The kids and I are mystified. What a reality to inhabit. I ask, “What if it had been a dragon’s tooth?”
The man looks at me across the length of the table. When he speaks again, his voice enters the room like wind through a window.
“We lived a world where the dragons dwelled in the stillest, deepest ponds, where the rivers were their highways. If it had indeed been a dragon’s tooth that I had found, it would not have been an accident. If I had kept it, no doubt the dragon would have come for it sooner or later, and whatever the outcome of that encounter, my life would not have been lived as it has been. Because I did not keep the tooth, because I had broken it into pieces, whatever grand plan there had been shattered. Instead, I was left to devise a life on my own, one that would see my world fall on me, that would have me flee, via the waterways of the world, for a life on distant shores.”
The young boy at the river in Laos grew up and became my father and the boys’ grandfather.
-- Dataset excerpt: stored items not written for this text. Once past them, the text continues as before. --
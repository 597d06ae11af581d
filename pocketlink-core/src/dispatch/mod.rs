//! Command Dispatcher
//!
//! Reads one opcode from the host, runs its handler against the Device Link
//! and answers with exactly one acknowledgement. This is the only place that
//! turns a failed [`Status`] into a failure on the wire.

use pocketlink_hal::{Clock, Serial};
use pocketlink_protocol::ascii::{CAN, STX, SYN};
use pocketlink_protocol::{Command, ErrorKind, Status, PROTOCOL_VERSION};

use crate::config::BridgeConfig;
use crate::device::{DeviceLink, Phase};
use crate::host::{HostLink, BUFFER_SIZE};
use crate::traits::SharpBus;

/// Banner reported by `Init`
pub const BANNER: &[u8] = b"PocketLink bridge";

/// Highest device number on the select lines
const MAX_DEVICE: u8 = 3;

/// Beeper periods sounded after a bus fault
const FAULT_BEEP_CYCLES: u16 = 200;

/// Disk response flag: the exchange ends with this response
pub const DISK_RELEASE: u8 = 0x00;
/// Disk response flag: another disk command follows right away
pub const DISK_CAPTURE: u8 = 0xFF;

/// What one dispatcher iteration did, for logging
#[derive(Debug, Clone, Copy, PartialEq, Eq)]
#[cfg_attr(feature = "defmt", derive(defmt::Format))]
pub enum Report {
    /// SYN echoed back
    Synchronized,
    /// Unknown opcode answered with `Unexpected`
    Rejected { opcode: u8 },
    /// A command ran and was acknowledged
    Handled {
        command: Command,
        result: Status<()>,
    },
}

/// Protocol state machine between the host and the pocket computer
pub struct Dispatcher<S, B, C> {
    host: HostLink<S, C>,
    device: DeviceLink<B, C>,
    config: BridgeConfig,
}

impl<S, B, C> Dispatcher<S, B, C>
where
    S: Serial,
    B: SharpBus,
    C: Clock + Clone,
{
    pub fn new(serial: S, bus: B, clock: C, config: BridgeConfig) -> Self {
        Self {
            host: HostLink::new(serial, clock.clone(), &config.timing),
            device: DeviceLink::new(bus, clock, config.timing),
            config,
        }
    }

    pub fn host(&self) -> &HostLink<S, C> {
        &self.host
    }

    pub fn device(&self) -> &DeviceLink<B, C> {
        &self.device
    }

    /// Run one command if an opcode is waiting
    pub fn task(&mut self) -> Option<Report> {
        let opcode = self.host.poll_byte()?;
        Some(self.process_command(opcode))
    }

    /// Run the command for `opcode` and acknowledge it
    pub fn process_command(&mut self, opcode: u8) -> Report {
        if opcode == SYN {
            self.host.send_sync();
            return Report::Synchronized;
        }
        let Some(command) = Command::from_byte(opcode) else {
            self.host.send_failure(ErrorKind::Unexpected);
            return Report::Rejected { opcode };
        };

        let result = match command {
            Command::Init => self.init(),
            Command::Ping => Ok(()),
            Command::DeviceSelect => self.device_select(),
            Command::Print => self.print(),
            Command::Data => self.data(),
            Command::LoadTape => self.load_tape(),
            Command::SaveTape => self.save_tape(),
            Command::Disk => self.disk(),
            Command::Cancel => Err(ErrorKind::Cancelled),
        };

        match result {
            Ok(()) => self.host.send_success(),
            Err(kind) => self.fail(kind),
        }
        Report::Handled { command, result }
    }

    fn fail(&mut self, kind: ErrorKind) {
        // End is a loop boundary; reaching here means a handler leaked it
        let kind = if kind.is_end() {
            ErrorKind::Unexpected
        } else {
            kind
        };
        self.host.send_failure(kind);

        if kind.requires_bus_reset() || self.device.phase() != Phase::Idle {
            self.device.reset();
            if self.config.beep_on_fault {
                self.device.beep(FAULT_BEEP_CYCLES);
            }
        }
    }

    fn init(&mut self) -> Status<()> {
        let (major, minor) = PROTOCOL_VERSION;
        self.host.start_frame(Command::Init.opcode());
        self.host.send_frame_byte(major);
        self.host.send_frame_byte(minor);
        self.host.send_frame_byte(BUFFER_SIZE as u8);
        for &b in BANNER {
            self.host.send_frame_byte(b);
        }
        self.host.end_frame();
        Ok(())
    }

    fn device_select(&mut self) -> Status<()> {
        let expected = self.host.wait_read_byte()?;
        if expected > MAX_DEVICE {
            return Err(ErrorKind::Unexpected);
        }
        let current = self.device.read_device_select()?;
        self.host.send_device_select(current);
        if current == expected {
            Ok(())
        } else {
            Err(ErrorKind::Unexpected)
        }
    }

    fn print(&mut self) -> Status<()> {
        let c = self.device.read_print_byte()?;
        self.host.send_print_char(c);
        Ok(())
    }

    fn data(&mut self) -> Status<()> {
        let value = self.host.wait_read_byte()?;
        self.device.send_disk_byte(value)
    }

    fn load_tape(&mut self) -> Status<()> {
        let len = self.host.wait_read_word()?;
        self.host.expect(STX)?;
        self.host.initialize_buffer(len)?;

        self.device.begin_tape_write();
        let streamed = self.stream_staged(|device, byte| {
            device.write_tape_byte(byte);
            Ok(())
        });
        self.device.end_tape_write();
        streamed?;

        self.host.finish_transfer()
    }

    fn save_tape(&mut self) -> Status<()> {
        let host = &mut self.host;
        self.device
            .begin_tape_read(self.config.timing.tape_start_timeout_ms, || {
                host.read_cancel()
            })?;
        loop {
            let host = &mut self.host;
            match self.device.read_tape_byte(|| host.read_cancel()) {
                Ok(byte) => self.host.send_data_byte(byte),
                Err(ErrorKind::End) => return Ok(()),
                Err(kind) => return Err(kind),
            }
        }
    }

    /// Bridge disk commands until the host releases the drive
    fn disk(&mut self) -> Status<()> {
        loop {
            let capture = self.disk_exchange()?;
            if !capture {
                return Ok(());
            }
        }
    }

    /// One disk command out and its response in; true if the host captures
    /// the next command as well
    fn disk_exchange(&mut self) -> Status<bool> {
        let timing = self.config.timing;
        let host = &mut self.host;
        self.device
            .wait_transfer_start(timing.disk_command_timeout_ms, || host.read_cancel())?;

        self.host.start_disk_command();
        let host = &mut self.host;
        self.device.process_disk_command(|byte| {
            host.send_frame_byte(byte);
            if host.read_cancel() {
                Err(ErrorKind::Cancelled)
            } else {
                Ok(())
            }
        })?;
        self.host.end_frame();

        let capture = match self
            .host
            .wait_read_byte_within(timing.host_response_timeout_ms)?
        {
            DISK_RELEASE => false,
            DISK_CAPTURE => true,
            CAN => return Err(ErrorKind::Cancelled),
            _ => return Err(ErrorKind::Unexpected),
        };
        let len = self.host.wait_read_word()?;
        if len > 0 {
            self.host.expect(STX)?;
            self.host.initialize_buffer(len)?;
            self.stream_staged(|device, byte| device.send_disk_byte(byte))?;
            self.host.finish_transfer()?;
        }
        Ok(capture)
    }

    /// Feed every staged payload byte to the device until the transfer ends
    fn stream_staged<F>(&mut self, mut sink: F) -> Status<()>
    where
        F: FnMut(&mut DeviceLink<B, C>, u8) -> Status<()>,
    {
        let timeout_ms = self.config.timing.host_byte_timeout_ms;
        loop {
            match self.host.read_buffer_byte(timeout_ms) {
                Ok(byte) => sink(&mut self.device, byte)?,
                Err(ErrorKind::End) => return Ok(()),
                Err(kind) => return Err(kind),
            }
        }
    }
}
Now, at our table in Minnesota, he sits sharing the stories of his past, instilling the magic and mystery of our ancestors, and planting seeds of wisdom for the shatterings, the discoveries and the possibilities of what is and can never be known as we greet once again the year of the dragon.
Kao Kalia Yang is an award-winning Hmong American author for children and adults, a sought-after national public speaker and an educator. Yang is a Soros, McKnight and Guggenheim fellow. Her new memoir Where Rivers Part will be released in March 2024.